Biblioteca de materiais do estúdio Toogood

“O que estou me dando conta agora, nessa segunda fase do meu trabalho, é que provavelmente o meu papel seja conectar pessoas de um jeito mais profundo com a natureza e com a paisagem, porque eu sinto que essa é uma coisa que todos nós precisamos urgentemente. E eu farei isso com objetos naturais, materiais naturais e sensibilidade natural” conta, acrescentando que o design global hoje é um problema que os designers têm que enfrentar: “projetar no Reino Unido com um fabricante italiano para depois exportar para os Estados Unidos é um tipo de logística que deve mudar, porque não é sustentável.” Apesar de ter a consciência de não possuir a solução para esse problema, a designer trabalha com materiais locais, artesãos locais e evita o uso de processos químicos nocivos ao meio-ambiente.

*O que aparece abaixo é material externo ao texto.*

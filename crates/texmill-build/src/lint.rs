use crate::compiler::Compiler;
use once_cell::sync::Lazy;
use regex::Regex;
use serde::{Deserialize, Serialize};
use std::path::PathBuf;
use std::time::Duration;
use texmill_core::pool::run_bounded;
use texmill_core::process::RunOptions;
use texmill_core::Result;
use texmill_log::{Diagnostic, DiagnosticCode};

pub const CHKTEX: &str = "chktex";
pub const LINT_TIMEOUT: Duration = Duration::from_secs(30);
/// Maximum number of concurrent chktex processes.
pub const LINT_CONCURRENCY: usize = 4;

/// `-f` format making each chktex finding one `file:line:col:message` line.
const CHKTEX_FORMAT: &str = "%f:%l:%c:%m\n";

static FINDING_RE: Lazy<Regex> = Lazy::new(|| Regex::new(r"^(.*?):(\d*):(\d*):(.*)$").unwrap());

#[derive(Debug, Clone, Default, PartialEq, Eq, Serialize, Deserialize)]
#[serde(rename_all = "camelCase")]
pub struct LintRequest {
    pub files: Vec<PathBuf>,
    /// chktexrc passed with `-l`.
    #[serde(default)]
    pub config: Option<PathBuf>,
    /// Parse findings into diagnostics instead of returning chktex's text.
    #[serde(default)]
    pub structured: bool,
}

#[derive(Debug, Clone, PartialEq, Eq, Serialize, Deserialize)]
#[serde(untagged)]
pub enum LintResult {
    Structured { diagnostics: Vec<Diagnostic> },
    Raw { output: String },
}

/// Parses output produced with [`CHKTEX_FORMAT`].
pub fn parse_chktex(output: &str) -> Vec<Diagnostic> {
    output
        .lines()
        .filter(|l| !l.trim().is_empty())
        .filter_map(|line| {
            let caps = FINDING_RE.captures(line)?;
            Some(
                Diagnostic::warning(caps[4].trim())
                    .with_file(Some(&caps[1]))
                    .with_line(caps[2].parse().ok().filter(|n| *n > 0))
                    .with_column(caps[3].parse().ok().filter(|n| *n > 0))
                    .with_code(DiagnosticCode::Chktex)
                    .normalized(),
            )
        })
        .collect()
}

impl Compiler {
    /// Runs chktex over every file, a few at a time.
    ///
    /// # Errors
    ///
    /// When any file or the config path lies outside the workspace. Nothing
    /// is run in that case.
    pub async fn lint(&self, req: &LintRequest) -> Result<LintResult> {
        let files = req
            .files
            .iter()
            .map(|f| self.policy().ensure_inside(f))
            .collect::<Result<Vec<_>>>()?;
        let config = match &req.config {
            Some(c) => Some(self.policy().ensure_inside(c)?),
            None => None,
        };

        let exe = self.resolver().resolve_or_name(CHKTEX);
        let structured = req.structured;
        let compiler = self.clone();

        let outputs = run_bounded(LINT_CONCURRENCY, files, move |file| {
            let compiler = compiler.clone();
            let exe = exe.clone();
            let config = config.clone();
            async move {
                let mut args = Vec::new();
                if let Some(cfg) = &config {
                    args.push("-l".to_string());
                    args.push(cfg.display().to_string());
                }
                if structured {
                    args.extend(["-q".to_string(), "-f".to_string(), CHKTEX_FORMAT.to_string()]);
                }
                args.push(file.display().to_string());
                let out = compiler
                    .run_tool(&exe, &args, &RunOptions::with_timeout(LINT_TIMEOUT))
                    .await;
                (file, out)
            }
        })
        .await;

        if structured {
            let diagnostics = outputs
                .iter()
                .flat_map(|(_, out)| parse_chktex(&out.stdout))
                .collect();
            return Ok(LintResult::Structured { diagnostics });
        }

        let output = outputs
            .iter()
            .map(|(file, out)| format!(">>> {}\n{}", file.display(), out.combined()))
            .collect::<Vec<_>>()
            .join("\n\n");
        Ok(LintResult::Raw { output })
    }
}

Quais são os planos de Faye para o futuro? A designer pretende trabalhar com crianças e ajudá-las a navegar no mundo de hoje – que, segundo ela, é bastante problemático –, e, por que não, enfrentá-lo, talvez trabalhando com um projeto público. “Eu adoraria projetar um playground”, revela. Por aqui, esperaremos ansiosamente por um parquinho assinado Faye Toogood!

Flávia Paes Lourenção é arquiteta, brasileira, e reside em Milão. Colabora com o Design do Bom na cobertura de eventos internacionais.